EXERCISE DETAILS
Going through the data below, please show each line containing the string "take".

Start of SUPPLIED ENTRIES

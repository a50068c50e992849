//! Automatically inserted bridging passes
//!
//! When a producer's output contract and a consumer's input requirement
//! disagree in a way a known pass can reconcile, the compiler splices one in
//! from this fixed catalogue. Anything outside the catalogue is left for
//! validation to report.

use crate::backend::traits::RenderContext;
use crate::backend::types::TextureFormat;
use crate::render_graph::pass::{make_pass, PassRef, RenderData, RenderPass};
use crate::render_graph::reflection::{CompileData, Field, PassReflection};

/// The catalogue of reconcilable producer/consumer mismatches
#[derive(Debug, Clone, Copy, PartialEq, Eq)]
pub enum AdapterKind {
    /// Multi-sampled producer feeding a consumer that requires exactly one
    /// sample
    MsaaResolve,
}

/// Outcome of checking one edge's field pair
#[derive(Debug, Clone, PartialEq, Eq)]
pub enum EdgeCompatibility {
    Compatible,
    /// A catalogue pass can bridge the mismatch
    Resolvable(AdapterKind),
    /// No adapter applies; reported during validation
    Fatal(String),
}

/// Decide whether a producer field can feed a consumer field directly,
/// through an adapter, or not at all.
pub fn check_edge(producer: &Field, consumer: &Field) -> EdgeCompatibility {
    if producer.kind() != consumer.kind() {
        return EdgeCompatibility::Fatal(format!(
            "resource kind mismatch ({:?} vs {:?})",
            producer.kind(),
            consumer.kind()
        ));
    }
    let producer_format = producer.get_format();
    let consumer_format = consumer.get_format();
    if !producer_format.is_unknown()
        && !consumer_format.is_unknown()
        && producer_format != consumer_format
    {
        return EdgeCompatibility::Fatal(format!(
            "format mismatch ({producer_format:?} vs {consumer_format:?})"
        ));
    }

    // zero sample count accepts anything
    let produced = producer.sample_count();
    let required = consumer.sample_count();
    if required == 0 || produced == 0 || produced == required {
        return EdgeCompatibility::Compatible;
    }
    if produced > 1 && required == 1 {
        return EdgeCompatibility::Resolvable(AdapterKind::MsaaResolve);
    }
    EdgeCompatibility::Fatal(format!(
        "sample count mismatch ({produced} produced, {required} required)"
    ))
}

/// A catalogue pass instantiated for one specific edge
pub struct AdapterPass {
    pub pass: PassRef,
    pub type_name: &'static str,
    /// Adapter-local input field name (receives the original producer)
    pub input: &'static str,
    /// Adapter-local output field name (feeds the original consumer)
    pub output: &'static str,
}

impl AdapterKind {
    /// Build the bridging pass for this mismatch, configured from the
    /// producer's field properties.
    pub fn instantiate(&self, producer: &Field) -> AdapterPass {
        match self {
            AdapterKind::MsaaResolve => AdapterPass {
                pass: make_pass(ResolvePass::new(producer.get_format())),
                type_name: ResolvePass::TYPE_NAME,
                input: ResolvePass::SRC,
                output: ResolvePass::DST,
            },
        }
    }
}

/// Resolves a multi-sampled texture into a single-sample one
pub struct ResolvePass {
    format: TextureFormat,
}

impl ResolvePass {
    pub const TYPE_NAME: &'static str = "ResolvePass";
    pub const SRC: &'static str = "src";
    pub const DST: &'static str = "dst";

    pub fn new(format: TextureFormat) -> Self {
        Self { format }
    }
}

impl RenderPass for ResolvePass {
    fn reflect(&self, _compile_data: &CompileData) -> PassReflection {
        let mut reflection = PassReflection::new();
        reflection
            .add_input(Self::SRC, "Multi-sampled source texture")
            .format(self.format)
            .texture2d(0, 0, 0);
        reflection
            .add_output(Self::DST, "Single-sample destination texture")
            .format(self.format)
            .texture2d(0, 0, 1);
        reflection
    }

    fn execute(&mut self, ctx: &mut dyn RenderContext, data: &mut RenderData) {
        let (Some(src), Some(dst)) = (
            data.get_resource(Self::SRC),
            data.get_resource(Self::DST),
        ) else {
            log::warn!(
                "ResolvePass '{}' is missing an input or output resource",
                data.pass_name()
            );
            return;
        };
        ctx.resolve_resource(src, dst);
    }
}
//! # Render Graph
//!
//! A compiled render graph: passes declare their resources through typed
//! reflection, the compiler schedules them, allocates and aliases physical
//! resources by lifetime, and splices in adapter passes where producer and
//! consumer disagree in a reconcilable way.
//!
//! ## Overview
//!
//! This crate provides:
//! - [`GraphDescription`] - Editable description of passes, edges and outputs
//! - [`Compiler`] - Turns a graph into an [`Executable`], all-or-nothing
//! - [`Executable`] - Immutable ordered pipeline, run once per frame
//! - [`RenderDevice`] / [`RenderContext`] - Traits a backend implements
//!
//! ## Example
//!
//! ```ignore
//! use render_graph::{Compiler, Dependencies, GraphDescription};
//!
//! let mut graph = GraphDescription::new();
//! graph.add_pass("gbuffer", "GBufferPass", GBufferPass::new())?;
//! graph.add_pass("lighting", "LightingPass", LightingPass::new())?;
//! graph.add_edge("gbuffer.albedo", "lighting.albedo")?;
//! graph.mark_output("lighting.color")?;
//!
//! let exe = Compiler::compile(&mut graph, &mut device, Dependencies::default())?;
//! ```

pub mod backend;
pub mod render_graph;

// Re-export main types for convenience
pub use backend::traits::{
    AllocationError, AllocationResult, RenderContext, RenderDevice, ResourceHandle,
};
pub use backend::types::{
    BindFlags, DefaultProperties, FormatClass, ResourceDescriptor, ResourceKind,
    TextureChannelFlags, TextureFormat,
};
pub use render_graph::{
    CompileData, CompileError, Compiler, Dependencies, Dictionary, Executable, ExecutionContext,
    Field, FieldRef, FieldVisibility, GraphDescription, GraphStructure, GraphStructureError,
    PassReflection, RenderData, RenderPass, ResolvePass, ResourceCache,
};
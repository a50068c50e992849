//! Resource registry for a compiled graph
//!
//! Fields registered under their full `"pass.field"` name map onto slots in
//! a flat table; aliasing is two names sharing one slot with a merged
//! descriptor. The cache owns every allocated resource and tracks each
//! slot's lifetime as the min/max of the time points it was registered at.

use std::collections::HashMap;

use thiserror::Error;

use crate::backend::traits::{AllocationError, RenderDevice, ResourceHandle};
use crate::backend::types::{
    BindFlags, DefaultProperties, ResourceDescriptor, ResourceKind, TextureFormat,
};
use crate::render_graph::reflection::Field;

/// Registration error
#[derive(Error, Debug, Clone, PartialEq, Eq)]
pub enum ResourceCacheError {
    #[error("Alias target '{0}' is not registered")]
    UnknownAlias(String),
    #[error("Cannot alias '{name}' onto '{target}': {reason}")]
    IncompatibleMerge {
        name: String,
        target: String,
        reason: String,
    },
}

/// One physical resource slot
struct ResourceData {
    /// Merged field properties across every name aliased onto this slot
    field: Field,
    /// First and last time point at which the resource is used
    lifetime: (u32, u32),
    resource: Option<ResourceHandle>,
    /// Descriptor used at the last allocation, for change detection
    allocated_desc: Option<ResourceDescriptor>,
    /// Bind flags were left unset by at least one alias and must be
    /// computed from the merged usage at allocation time
    resolve_bind_flags: bool,
    /// Full name the slot was first registered under
    name: String,
}

/// Registry mapping full field names to descriptors, lifetimes and
/// allocated resources
#[derive(Default)]
pub struct ResourceCache {
    name_to_index: HashMap<String, usize>,
    resource_data: Vec<ResourceData>,
    external_resources: HashMap<String, ResourceHandle>,
}

impl ResourceCache {
    pub fn new() -> Self {
        Self::default()
    }

    /// Register a field that requires an allocated resource.
    ///
    /// `name` is the full `"pass.field"` name. If `alias` names an existing
    /// entry, the field is merged into that entry and `name` maps onto the
    /// same slot. Re-registering an existing name merges in place. The
    /// slot's lifetime extends to cover `time_point`.
    pub fn register_field(
        &mut self,
        name: &str,
        field: &Field,
        time_point: u32,
        alias: Option<&str>,
    ) -> Result<(), ResourceCacheError> {
        let target = match alias {
            Some(alias_name) => Some(
                *self
                    .name_to_index
                    .get(alias_name)
                    .ok_or_else(|| ResourceCacheError::UnknownAlias(alias_name.to_string()))?,
            ),
            None => self.name_to_index.get(name).copied(),
        };

        match target {
            Some(index) => {
                let data = &mut self.resource_data[index];
                let merged = data.field.merge(field).map_err(|reason| {
                    ResourceCacheError::IncompatibleMerge {
                        name: name.to_string(),
                        target: data.name.clone(),
                        reason,
                    }
                })?;
                data.field = merged;
                data.resolve_bind_flags |= field.get_bind_flags().is_empty();
                data.lifetime.0 = data.lifetime.0.min(time_point);
                data.lifetime.1 = data.lifetime.1.max(time_point);
                self.name_to_index.insert(name.to_string(), index);
            }
            None => {
                let index = self.resource_data.len();
                self.resource_data.push(ResourceData {
                    field: field.clone(),
                    lifetime: (time_point, time_point),
                    resource: None,
                    allocated_desc: None,
                    resolve_bind_flags: field.get_bind_flags().is_empty(),
                    name: name.to_string(),
                });
                self.name_to_index.insert(name.to_string(), index);
            }
        }
        Ok(())
    }

    /// Bind (`Some`) or unbind (`None`) a caller-supplied resource such as a
    /// swap-chain image. External resources are exempt from allocation.
    pub fn register_external_resource(&mut self, name: &str, resource: Option<ResourceHandle>) {
        match resource {
            Some(handle) => {
                self.external_resources.insert(name.to_string(), handle);
            }
            None => {
                self.external_resources.remove(name);
            }
        }
    }

    /// Resolve a full name to its bound resource. External resources take
    /// precedence over allocated ones; `None` means unallocated or unknown.
    pub fn get_resource(&self, name: &str) -> Option<ResourceHandle> {
        if let Some(&handle) = self.external_resources.get(name) {
            return Some(handle);
        }
        self.name_to_index
            .get(name)
            .and_then(|&index| self.resource_data[index].resource)
    }

    /// Merged field properties registered under a full name
    pub fn get_field(&self, name: &str) -> Option<&Field> {
        self.name_to_index
            .get(name)
            .map(|&index| &self.resource_data[index].field)
    }

    pub fn lifetime(&self, name: &str) -> Option<(u32, u32)> {
        self.name_to_index
            .get(name)
            .map(|&index| self.resource_data[index].lifetime)
    }

    pub fn is_registered(&self, name: &str) -> bool {
        self.name_to_index.contains_key(name) || self.external_resources.contains_key(name)
    }

    /// True if two full names resolve to the same slot
    pub fn is_aliased(&self, a: &str, b: &str) -> bool {
        match (self.name_to_index.get(a), self.name_to_index.get(b)) {
            (Some(ia), Some(ib)) => ia == ib,
            _ => false,
        }
    }

    /// (Re)create a device resource for every slot that has none, or whose
    /// resolved descriptor changed since the last allocation. Does nothing
    /// for unchanged slots, so repeated calls are idempotent.
    pub fn allocate_resources(
        &mut self,
        device: &mut dyn RenderDevice,
        defaults: &DefaultProperties,
    ) -> Result<(), AllocationError> {
        for data in &mut self.resource_data {
            let desc = resolve_descriptor(&data.field, data.resolve_bind_flags, defaults, &data.name);
            let up_to_date = data.resource.is_some() && data.allocated_desc.as_ref() == Some(&desc);
            if up_to_date {
                continue;
            }
            if let Some(stale) = data.resource.take() {
                device.destroy_resource(stale);
            }
            let handle = device.create_resource(&desc)?;
            log::debug!(
                "Allocated resource '{}' ({}x{}x{}, {:?}, {} sample(s))",
                data.name,
                desc.width,
                desc.height,
                desc.depth,
                desc.format,
                desc.sample_count
            );
            data.resource = Some(handle);
            data.allocated_desc = Some(desc);
        }
        Ok(())
    }

    /// Drop every entry and destroy every owned resource. External
    /// registrations are forgotten but their resources stay untouched.
    pub fn reset(&mut self, device: &mut dyn RenderDevice) {
        for data in &mut self.resource_data {
            if let Some(handle) = data.resource.take() {
                device.destroy_resource(handle);
            }
        }
        self.resource_data.clear();
        self.name_to_index.clear();
        self.external_resources.clear();
    }

    pub fn registered_names(&self) -> impl Iterator<Item = &str> {
        self.name_to_index.keys().map(|k| k.as_str())
    }
}

/// Fill unset field properties from defaults and compute final bind flags
fn resolve_descriptor(
    field: &Field,
    resolve_bind_flags: bool,
    defaults: &DefaultProperties,
    name: &str,
) -> ResourceDescriptor {
    let format = if field.get_format().is_unknown() {
        defaults.format
    } else {
        field.get_format()
    };

    let bind_flags = if resolve_bind_flags || field.get_bind_flags().is_empty() {
        resolve_bind_flags_for(field, format) | field.get_bind_flags()
    } else {
        field.get_bind_flags()
    };

    ResourceDescriptor {
        label: Some(name.to_string()),
        kind: field.kind(),
        width: if field.width() == 0 {
            defaults.dims.x
        } else {
            field.width()
        },
        height: if field.height() == 0 {
            defaults.dims.y
        } else {
            field.height()
        },
        depth: field.depth().max(1),
        sample_count: field.sample_count().max(1),
        format,
        bind_flags,
    }
}

/// Union of the usages the merged visibility actually requires
fn resolve_bind_flags_for(field: &Field, format: TextureFormat) -> BindFlags {
    let visibility = field.get_visibility();
    let mut flags = BindFlags::NONE;
    if field.kind() == ResourceKind::Buffer {
        flags = flags | BindFlags::UNORDERED_ACCESS | BindFlags::SHADER_RESOURCE;
        return flags;
    }
    if visibility.is_output() || visibility.is_internal() {
        flags = flags
            | if format.is_depth() {
                BindFlags::DEPTH_STENCIL
            } else {
                BindFlags::RENDER_TARGET
            };
    }
    if visibility.is_input() || visibility.is_internal() || visibility.is_output() {
        flags = flags | BindFlags::SHADER_RESOURCE;
    }
    flags
}
// SPDX-License-Identifier: (MIT OR Apache-2.0)
//! The parser implementation using Pratt parsing for expressions.

use tyro_ast::term::{ParamDecl, Term, TermKind, TypeExpr, TypeExprKind};
use tyro_ast::token::{Token, TokenKind};
use tyro_ast::{NodeId, Span};

/// Binding power of postfix call `f(...)`.
const CALL_BP: u8 = 20;

/// The parser for Tyro source code.
pub struct Parser {
    tokens: Vec<Token>,
    pos: usize,
    /// Counter for generating unique NodeIds
    next_node_id: u32,
}

impl Parser {
    pub fn new(mut tokens: Vec<Token>) -> Self {
        if !matches!(tokens.last().map(|t| &t.kind), Some(TokenKind::Eof)) {
            let end = tokens.last().map_or(0, |t| t.span.end);
            tokens.push(Token { kind: TokenKind::Eof, span: Span::new(end, end) });
        }
        Self { tokens, pos: 0, next_node_id: 0 }
    }

    fn next_id(&mut self) -> NodeId {
        let id = NodeId(self.next_node_id);
        self.next_node_id += 1;
        id
    }

    fn node(&mut self, kind: TermKind, span: Span) -> Term {
        Term { id: self.next_id(), kind, span }
    }

    /// Parse a whole program. A program is exactly one term.
    pub fn parse(&mut self) -> ParseResult {
        match self.parse_program() {
            Ok(term) => ParseResult { term: Some(term), errors: Vec::new() },
            Err(e) => ParseResult { term: None, errors: vec![e] },
        }
    }

    // =========================================================================
    // Token Navigation
    // =========================================================================

    fn current(&self) -> &Token {
        // `new` guarantees a trailing Eof.
        &self.tokens[self.pos.min(self.tokens.len().saturating_sub(1))]
    }

    fn current_kind(&self) -> &TokenKind {
        &self.current().kind
    }

    fn peek(&self, n: usize) -> &TokenKind {
        self.tokens.get(self.pos + n).map(|t| &t.kind).unwrap_or(&TokenKind::Eof)
    }

    fn at_end(&self) -> bool {
        matches!(self.current_kind(), TokenKind::Eof)
    }

    fn advance(&mut self) -> Span {
        let span = self.current().span;
        if !self.at_end() {
            self.pos += 1;
        }
        span
    }

    fn check(&self, kind: &TokenKind) -> bool {
        std::mem::discriminant(self.current_kind()) == std::mem::discriminant(kind)
    }

    fn match_token(&mut self, kind: &TokenKind) -> bool {
        if self.check(kind) {
            self.advance();
            true
        } else {
            false
        }
    }

    fn expect(&mut self, kind: &TokenKind) -> Result<Span, ParseError> {
        if self.check(kind) {
            Ok(self.advance())
        } else {
            Err(ParseError::expected(kind.display_name(), self.current_kind(), self.current().span))
        }
    }

    fn expect_ident(&mut self) -> Result<String, ParseError> {
        match self.current_kind().clone() {
            TokenKind::Ident(name) => {
                self.advance();
                Ok(name)
            }
            _ => Err(ParseError::expected("a name", self.current_kind(), self.current().span)),
        }
    }

    // =========================================================================
    // Statements
    // =========================================================================

    fn parse_program(&mut self) -> Result<Term, ParseError> {
        let term = self.parse_stmts()?;
        if !self.at_end() {
            return Err(ParseError::expected("end of file", self.current_kind(), self.current().span));
        }
        Ok(term)
    }

    fn is_stmt_start(&self) -> bool {
        matches!(
            self.current_kind(),
            TokenKind::Const
                | TokenKind::Number(_)
                | TokenKind::Bool(_)
                | TokenKind::Ident(_)
                | TokenKind::LParen
        )
    }

    /// `const name = init; rest` | `expr (; rest)?`
    fn parse_stmts(&mut self) -> Result<Term, ParseError> {
        let start = self.current().span.start;

        if self.match_token(&TokenKind::Const) {
            let name = self.expect_ident()?;
            self.expect(&TokenKind::Eq)?;
            let init = self.parse_expr()?;
            self.expect(&TokenKind::Semi)?;
            if !self.is_stmt_start() {
                return Err(ParseError::missing_const_body(&name, self.current_kind(), self.current().span));
            }
            let rest = self.parse_stmts()?;
            let span = Span::new(start, rest.span.end);
            return Ok(self.node(
                TermKind::Const { name, init: Box::new(init), rest: Box::new(rest) },
                span,
            ));
        }

        let body = self.parse_expr()?;
        if self.match_token(&TokenKind::Semi) && self.is_stmt_start() {
            let rest = self.parse_stmts()?;
            let span = Span::new(start, rest.span.end);
            return Ok(self.node(TermKind::Seq { body: Box::new(body), rest: Box::new(rest) }, span));
        }
        Ok(body)
    }

    // =========================================================================
    // Expression Parsing (Pratt Parser)
    // =========================================================================

    pub fn parse_expr(&mut self) -> Result<Term, ParseError> {
        self.parse_expr_bp(0)
    }

    /// Infix binding powers: `+` is left-associative, `? :` right-associative.
    fn infix_bp(&self) -> Option<(u8, u8)> {
        match self.current_kind() {
            TokenKind::Plus => Some((10, 11)),
            TokenKind::Question => Some((2, 1)),
            _ => None,
        }
    }

    fn parse_expr_bp(&mut self, min_bp: u8) -> Result<Term, ParseError> {
        let start = self.current().span.start;
        let mut lhs = self.parse_prefix()?;

        loop {
            if self.check(&TokenKind::LParen) {
                if CALL_BP < min_bp {
                    break;
                }
                lhs = self.parse_call(lhs)?;
                continue;
            }

            let Some((l_bp, r_bp)) = self.infix_bp() else { break };
            if l_bp < min_bp {
                break;
            }

            if self.match_token(&TokenKind::Question) {
                let then_branch = self.parse_expr_bp(0)?;
                self.expect(&TokenKind::Colon)?;
                let else_branch = self.parse_expr_bp(r_bp)?;
                let span = Span::new(start, else_branch.span.end);
                lhs = self.node(
                    TermKind::If {
                        cond: Box::new(lhs),
                        then_branch: Box::new(then_branch),
                        else_branch: Box::new(else_branch),
                    },
                    span,
                );
                continue;
            }

            self.advance(); // '+'
            let rhs = self.parse_expr_bp(r_bp)?;
            let span = Span::new(start, rhs.span.end);
            lhs = self.node(TermKind::Add { left: Box::new(lhs), right: Box::new(rhs) }, span);
        }

        Ok(lhs)
    }

    fn parse_prefix(&mut self) -> Result<Term, ParseError> {
        match self.current_kind().clone() {
            TokenKind::Number(n) => {
                let span = self.advance();
                Ok(self.node(TermKind::Number(n), span))
            }
            TokenKind::Bool(b) => {
                let span = self.advance();
                let kind = if b { TermKind::True } else { TermKind::False };
                Ok(self.node(kind, span))
            }
            TokenKind::Ident(name) => {
                let span = self.advance();
                Ok(self.node(TermKind::Var(name), span))
            }
            TokenKind::LParen if self.looks_like_arrow() => self.parse_arrow(),
            TokenKind::LParen => {
                let open = self.advance();
                let mut inner = self.parse_expr()?;
                let close = self.expect(&TokenKind::RParen)?;
                inner.span = open.to(close);
                Ok(inner)
            }
            _ => Err(ParseError::expected("expression", self.current_kind(), self.current().span)),
        }
    }

    /// `(` starts an arrow when followed by `) =>` or `name :`.
    fn looks_like_arrow(&self) -> bool {
        matches!(
            (self.peek(1), self.peek(2)),
            (TokenKind::RParen, TokenKind::FatArrow) | (TokenKind::Ident(_), TokenKind::Colon)
        )
    }

    fn parse_arrow(&mut self) -> Result<Term, ParseError> {
        let start = self.current().span.start;
        self.expect(&TokenKind::LParen)?;
        let params = self.parse_params()?;
        self.expect(&TokenKind::RParen)?;
        self.expect(&TokenKind::FatArrow)?;
        let body = self.parse_expr()?;
        let span = Span::new(start, body.span.end);
        Ok(self.node(TermKind::Func { params, body: Box::new(body) }, span))
    }

    /// Parameter list between parentheses (the parens themselves are not consumed).
    fn parse_params(&mut self) -> Result<Vec<ParamDecl>, ParseError> {
        let mut params = Vec::new();
        while !self.check(&TokenKind::RParen) {
            let start = self.current().span.start;
            let name = self.expect_ident()?;
            self.expect(&TokenKind::Colon)?;
            let ty = self.parse_type()?;
            let span = Span::new(start, ty.span.end);
            params.push(ParamDecl { name, ty, span });
            if !self.match_token(&TokenKind::Comma) {
                break;
            }
        }
        Ok(params)
    }

    fn parse_call(&mut self, callee: Term) -> Result<Term, ParseError> {
        let start = callee.span;
        self.expect(&TokenKind::LParen)?;
        let mut args = Vec::new();
        while !self.check(&TokenKind::RParen) {
            args.push(self.parse_expr()?);
            if !self.match_token(&TokenKind::Comma) {
                break;
            }
        }
        let close = self.expect(&TokenKind::RParen)?;
        let span = start.to(close);
        Ok(self.node(TermKind::Call { callee: Box::new(callee), args }, span))
    }

    // =========================================================================
    // Types
    // =========================================================================

    fn parse_type(&mut self) -> Result<TypeExpr, ParseError> {
        let start = self.current().span.start;
        match self.current_kind().clone() {
            TokenKind::Ident(name) => {
                let span = self.advance();
                let kind = match name.as_str() {
                    "boolean" => TypeExprKind::Boolean,
                    "number" => TypeExprKind::Number,
                    _ => return Err(ParseError::unknown_type(&name, span)),
                };
                Ok(TypeExpr { kind, span })
            }
            TokenKind::LParen => {
                self.advance();
                let params = self.parse_params()?;
                self.expect(&TokenKind::RParen)?;
                self.expect(&TokenKind::FatArrow)?;
                let ret = self.parse_type()?;
                let span = Span::new(start, ret.span.end);
                Ok(TypeExpr { kind: TypeExprKind::Function { params, ret: Box::new(ret) }, span })
            }
            _ => Err(ParseError::expected("type", self.current_kind(), self.current().span)),
        }
    }
}

/// Result of parsing: the program term, or the errors that prevented it.
#[derive(Debug)]
pub struct ParseResult {
    pub term: Option<Term>,
    pub errors: Vec<ParseError>,
}

impl ParseResult {
    /// Returns true if parsing completed without errors.
    pub fn is_ok(&self) -> bool {
        self.errors.is_empty()
    }
}

/// Which syntactic rule was violated.
#[derive(Debug, Clone, Copy, PartialEq, Eq)]
pub enum ParseErrorKind {
    UnexpectedToken,
    MissingConstBody,
    UnknownType,
}

/// A parser error with location and friendly message.
#[derive(Debug, Clone)]
pub struct ParseError {
    pub kind: ParseErrorKind,
    pub span: Span,
    pub message: String,
    pub hint: Option<String>,
}

impl std::fmt::Display for ParseError {
    fn fmt(&self, f: &mut std::fmt::Formatter<'_>) -> std::fmt::Result {
        write!(f, "{}", self.message)
    }
}

impl std::error::Error for ParseError {}

impl ParseError {
    fn expected(expected: &str, found: &TokenKind, span: Span) -> Self {
        let message = format_expected_message(expected, found);
        let hint = crate::hints::for_expected(expected, found).map(String::from);
        Self { kind: ParseErrorKind::UnexpectedToken, span, message, hint }
    }

    fn missing_const_body(name: &str, found: &TokenKind, span: Span) -> Self {
        Self {
            kind: ParseErrorKind::MissingConstBody,
            span,
            message: format!(
                "Expected expression after `const {}` binding, found {}",
                name,
                found.display_name()
            ),
            hint: Some(format!("a const binding needs a body that uses it, e.g. `const {} = ...; {}`", name, name)),
        }
    }

    fn unknown_type(name: &str, span: Span) -> Self {
        Self {
            kind: ParseErrorKind::UnknownType,
            span,
            message: format!("Unknown type `{}`", name),
            hint: crate::hints::for_expected("type", &TokenKind::Ident(name.to_string())).map(String::from),
        }
    }
}

/// Format a user-friendly "expected X, found Y" message.
fn format_expected_message(expected: &str, found: &TokenKind) -> String {
    match expected {
        "')'" if matches!(found, TokenKind::Eof) => "Unclosed '(' - missing ')'".to_string(),
        "a name" => format!("Expected name, found {}", found.display_name()),
        "expression" => format!("Expected expression, found {}", found.display_name()),
        "type" => format!("Expected type, found {}", found.display_name()),
        _ => format!("Expected {}, found {}", expected, found.display_name()),
    }
}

End of SUPPLIED ENTRIES

ANSWER TO THE EXERCISE
    /// Resolve a full name to its bound resource. External resources take
            if let Some(stale) = data.resource.take() {
            if let Some(handle) = data.resource.take() {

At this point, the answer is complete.